I came away from this talk thinking Greenblatt is really genuinely interested in teaching about investing and improving the investment results of average Americans. I've been wondering why he chose the magic formula which underperforms a simpler quantitative strategy of buying the stocks with the lowest EV/EBIT ratios.

It started to click when, halfway the Google Talk, he remarks; the best strategy is the one you can stick to. Perhaps the Magic Formula represented that sweet spot to him. The EV/EBIT approach involves holding some really icky companies through years of underperformance. At least with the Magic Formula you can tell yourself you own some quality companies.

Notes:

-Greenblatt doesn’t use the Momentum factor (based on trailing > 1 year price action) because he isn’t convinced it won’t become a crowded trade. It has been widely proven to work by academics and he doesn't dispute it does. But he doesn't view it as actually hard to implement contrary to value investing which IS hard to implement due to the long stretches of underperformance.

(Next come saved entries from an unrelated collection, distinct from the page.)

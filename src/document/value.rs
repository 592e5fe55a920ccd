use crate::document::Document;
use std::cmp::Ordering;
use std::fmt::{Debug, Display, Formatter};

/// Compare two floats for equality with NaN treated as equal to itself.
#[inline]
fn num_eq_float(a: f64, b: f64) -> bool {
    if a.is_nan() && b.is_nan() {
        true
    } else {
        a == b
    }
}

/// Represents a [Document] field value.
///
/// `Value` is the recursive tagged type used uniformly for document fields
/// and filter literals. It covers the schema-less data model: strings,
/// numbers, booleans, arrays, nested documents, and null.
///
/// # Numbers
///
/// `Int` and `Float` are both "number" values: they compare and test equal
/// numerically across the two variants, so `Value::Int(3)` equals
/// `Value::Float(3.0)`. Every other cross-variant comparison is unordered.
///
/// # Usage
///
/// Values are normally built through `From` conversions or the [`doc!`]
/// macro:
///
/// ```text
/// let v1: Value = 42i64.into();
/// let v2 = Value::from("hello");
/// let doc = doc! { "age": 42, "name": "Alice" };
/// ```
///
/// [`doc!`]: crate::doc
#[derive(Clone, Default)]
pub enum Value {
    /// Represents the absence of a value.
    #[default]
    Null,
    /// Represents a boolean value.
    Bool(bool),
    /// Represents an integer number.
    Int(i64),
    /// Represents a floating point number.
    Float(f64),
    /// Represents a string value.
    String(String),
    /// Represents an array of values.
    Array(Vec<Value>),
    /// Represents a nested document.
    Document(Document),
}

impl Value {
    pub fn is_null(&self) -> bool {
        matches!(self, Value::Null)
    }

    pub fn is_number(&self) -> bool {
        matches!(self, Value::Int(_) | Value::Float(_))
    }

    pub fn as_bool(&self) -> Option<bool> {
        match self {
            Value::Bool(b) => Some(*b),
            _ => None,
        }
    }

    pub fn as_i64(&self) -> Option<i64> {
        match self {
            Value::Int(i) => Some(*i),
            _ => None,
        }
    }

    /// Returns the numeric value as `f64` for either number variant.
    pub fn as_f64(&self) -> Option<f64> {
        match self {
            Value::Int(i) => Some(*i as f64),
            Value::Float(f) => Some(*f),
            _ => None,
        }
    }

    pub fn as_str(&self) -> Option<&str> {
        match self {
            Value::String(s) => Some(s),
            _ => None,
        }
    }

    pub fn as_array(&self) -> Option<&Vec<Value>> {
        match self {
            Value::Array(a) => Some(a),
            _ => None,
        }
    }

    pub fn as_document(&self) -> Option<&Document> {
        match self {
            Value::Document(d) => Some(d),
            _ => None,
        }
    }

    /// Coerces a scalar value to its string form for pattern matching.
    ///
    /// Strings are used as-is; numbers and booleans use their display
    /// form. `Null`, arrays, and nested documents yield `None`.
    pub fn coerce_to_string(&self) -> Option<String> {
        match self {
            Value::String(s) => Some(s.clone()),
            Value::Int(i) => Some(i.to_string()),
            Value::Float(f) => Some(f.to_string()),
            Value::Bool(b) => Some(b.to_string()),
            Value::Null | Value::Array(_) | Value::Document(_) => None,
        }
    }

    /// Compares two values for range operators.
    ///
    /// Ordering is defined only for same-typed operands: number/number
    /// (numerically, across `Int` and `Float`), string/string, and
    /// bool/bool. Every other pairing is unordered and yields `None`, so
    /// range operators evaluate false without implicit coercion.
    pub fn compare(&self, other: &Value) -> Option<Ordering> {
        match (self, other) {
            (Value::Int(a), Value::Int(b)) => Some(a.cmp(b)),
            (a, b) if a.is_number() && b.is_number() => {
                // mixed Int/Float, compare numerically
                a.as_f64()?.partial_cmp(&b.as_f64()?)
            }
            (Value::String(a), Value::String(b)) => Some(a.cmp(b)),
            (Value::Bool(a), Value::Bool(b)) => Some(a.cmp(b)),
            _ => None,
        }
    }
}

impl PartialEq for Value {
    fn eq(&self, other: &Self) -> bool {
        match (self, other) {
            (Value::Null, Value::Null) => true,
            (Value::Bool(a), Value::Bool(b)) => a == b,
            (Value::Int(a), Value::Int(b)) => a == b,
            (Value::String(a), Value::String(b)) => a == b,
            (Value::Array(a), Value::Array(b)) => a == b,
            (Value::Document(a), Value::Document(b)) => a == b,
            (a, b) if a.is_number() && b.is_number() => {
                match (a.as_f64(), b.as_f64()) {
                    (Some(a), Some(b)) => num_eq_float(a, b),
                    _ => false,
                }
            }
            _ => false,
        }
    }
}

impl Debug for Value {
    fn fmt(&self, f: &mut Formatter<'_>) -> std::fmt::Result {
        match self {
            Value::Null => write!(f, "null"),
            Value::Bool(b) => write!(f, "{}", b),
            Value::Int(i) => write!(f, "{}", i),
            Value::Float(v) => write!(f, "{}", v),
            Value::String(s) => write!(f, "{:?}", s),
            Value::Array(a) => f.debug_list().entries(a.iter()).finish(),
            Value::Document(d) => write!(f, "{:?}", d),
        }
    }
}

impl Display for Value {
    fn fmt(&self, f: &mut Formatter<'_>) -> std::fmt::Result {
        write!(f, "{:?}", self)
    }
}

impl From<bool> for Value {
    fn from(value: bool) -> Self {
        Value::Bool(value)
    }
}

impl From<i32> for Value {
    fn from(value: i32) -> Self {
        Value::Int(value as i64)
    }
}

impl From<i64> for Value {
    fn from(value: i64) -> Self {
        Value::Int(value)
    }
}

impl From<u32> for Value {
    fn from(value: u32) -> Self {
        Value::Int(value as i64)
    }
}

impl From<usize> for Value {
    fn from(value: usize) -> Self {
        Value::Int(value as i64)
    }
}

impl From<f64> for Value {
    fn from(value: f64) -> Self {
        Value::Float(value)
    }
}

impl From<&str> for Value {
    fn from(value: &str) -> Self {
        Value::String(value.to_string())
    }
}

impl From<String> for Value {
    fn from(value: String) -> Self {
        Value::String(value)
    }
}

impl From<Vec<Value>> for Value {
    fn from(value: Vec<Value>) -> Self {
        Value::Array(value)
    }
}

impl From<Document> for Value {
    fn from(value: Document) -> Self {
        Value::Document(value)
    }
}

impl<T: Into<Value>> From<Option<T>> for Value {
    fn from(value: Option<T>) -> Self {
        match value {
            Some(v) => v.into(),
            None => Value::Null,
        }
    }
}

#[cfg(test)]
mod tests {
    use super::*;
    use crate::doc;

    #[test]
    fn test_numeric_equality_across_variants() {
        assert_eq!(Value::Int(3), Value::Float(3.0));
        assert_eq!(Value::Float(3.0), Value::Int(3));
        assert_ne!(Value::Int(3), Value::Float(3.5));
    }

    #[test]
    fn test_no_cross_type_equality() {
        assert_ne!(Value::Int(1), Value::Bool(true));
        assert_ne!(Value::String("1".to_string()), Value::Int(1));
        assert_ne!(Value::Null, Value::Bool(false));
    }

    #[test]
    fn test_null_equality() {
        assert_eq!(Value::Null, Value::Null);
    }

    #[test]
    fn test_compare_numbers() {
        assert_eq!(Value::Int(2).compare(&Value::Int(3)), Some(Ordering::Less));
        assert_eq!(
            Value::Int(3).compare(&Value::Float(2.5)),
            Some(Ordering::Greater)
        );
        assert_eq!(
            Value::Float(1.5).compare(&Value::Float(1.5)),
            Some(Ordering::Equal)
        );
    }

    #[test]
    fn test_compare_strings() {
        assert_eq!(
            Value::from("abc").compare(&Value::from("abd")),
            Some(Ordering::Less)
        );
    }

    #[test]
    fn test_compare_mismatched_types_is_unordered() {
        assert_eq!(Value::Int(1).compare(&Value::from("1")), None);
        assert_eq!(Value::Bool(true).compare(&Value::Int(1)), None);
        assert_eq!(Value::Null.compare(&Value::Null), None);
    }

    #[test]
    fn test_coerce_to_string() {
        assert_eq!(Value::from("abc").coerce_to_string(), Some("abc".to_string()));
        assert_eq!(Value::Int(42).coerce_to_string(), Some("42".to_string()));
        assert_eq!(Value::Bool(true).coerce_to_string(), Some("true".to_string()));
        assert_eq!(Value::Null.coerce_to_string(), None);
        assert_eq!(Value::Array(vec![]).coerce_to_string(), None);
    }

    #[test]
    fn test_deep_equality_of_nested_documents() {
        let a = doc! { name: "a", meta: { tags: ["x"] } };
        let b = doc! { name: "a", meta: { tags: ["x"] } };
        assert_eq!(Value::Document(a), Value::Document(b));
    }

    #[test]
    fn test_accessors() {
        assert_eq!(Value::Int(1).as_i64(), Some(1));
        assert_eq!(Value::Float(1.5).as_f64(), Some(1.5));
        assert_eq!(Value::Int(2).as_f64(), Some(2.0));
        assert_eq!(Value::from("x").as_str(), Some("x"));
        assert_eq!(Value::Bool(true).as_bool(), Some(true));
        assert!(Value::Null.is_null());
    }

    #[test]
    fn test_from_option() {
        let v: Value = Option::<i64>::None.into();
        assert!(v.is_null());
        let v: Value = Some(7i64).into();
        assert_eq!(v, Value::Int(7));
    }
}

-Time horizons are getting shorter. Greenblatt is playing time arbitrage. Which means being patient. He doesn’t compete with real arbitrageurs who jump on the slightest value discrepancy.

-99% of the stocks he buys go down further. Almost never buys at the bottom tick.

-Active managers suffer from biases. It's hard to invest other people's money. You don't like reporting bad numbers for some time. It's the same principle as why referees favor home teams. They don’t like getting booed.

-One story from The Big Secret about a top mutual fund at the time it came out. This fund had a 10 year track record at the time of realizing an 18% annual return. The market was flat over this time period so the performance was truly remarkable. Investors however jumped in after it had outperformed and left it after bad performance. The investors in the fund managed to turn a 18% per year outperformance into a 11% per year underperformance.

-Wrote up the first study they did and that worked really well for the Magic Formula.

-When you take simple formula’s: “adding your 2 cents may cost you a lot” (Morningstar article) This is a very interesting point. Greenblatt talks about how simple quantitative investing can outperform very strongly but if investors start to meddle and try to "improve" on the strategies they often ruin them. Ironically Greenblatt did the same thing with the magic formula but it's an important point nonetheless.

-The best strategy for you is not just the best strategy but the best strategy you can stick with.

-They closed a 5 star rated Morningstar fund to merge it with another because they thought the other was better. This is another example of how Greenblatt seems interested in helping people get investments results and definitely isn't a personal profit maximizer. Not necessarily anything wrong with going after profits but I'm just observing.

-Valuation of the S&P 500: Market, based on their research has been cheaper 83% of the time.

-Past results indicate on average it will go up 3-5% up over the next year.

-Past results indicate on average it will go up 8-10% over the next two years

-Buffett wants companies that deliver high returns on tangible capital.

-Explained his stellar returns in the past by quoting Buffett:

A fat wallet is the enemy of high investment returns.

They kept returning money not to get liquidity restrained.

Every 2-3 years using their strategy they lost 20% - 30% of their networth.

How they invested they couldn’t keep other people’s money. People essentially couldn’t take the pain.

-Bear case on Apple (AAPL, Financial) it is a hardware company and it will crash and burn like they all do.

-Bull case on Apple it is an ecosystem of products and people are locked in and will keep buying.

-Greenblatt thinks it is in between. He’s not sure which of the two it is but compared to the S&P 500 (SPY, Financial) it is cheap enough he feels there’s a margin of safety.

-ETFs can cause dislocations. If there is flows into ETFs that can cause dislocations. The market eventually gets it right.

-The indexers get it right for the wrong reasons.

-Joel thinks the market often gives you opportunities but these are very hard to take advantage of. Behavioural science

Author: isn't long or short any stocks mentioned.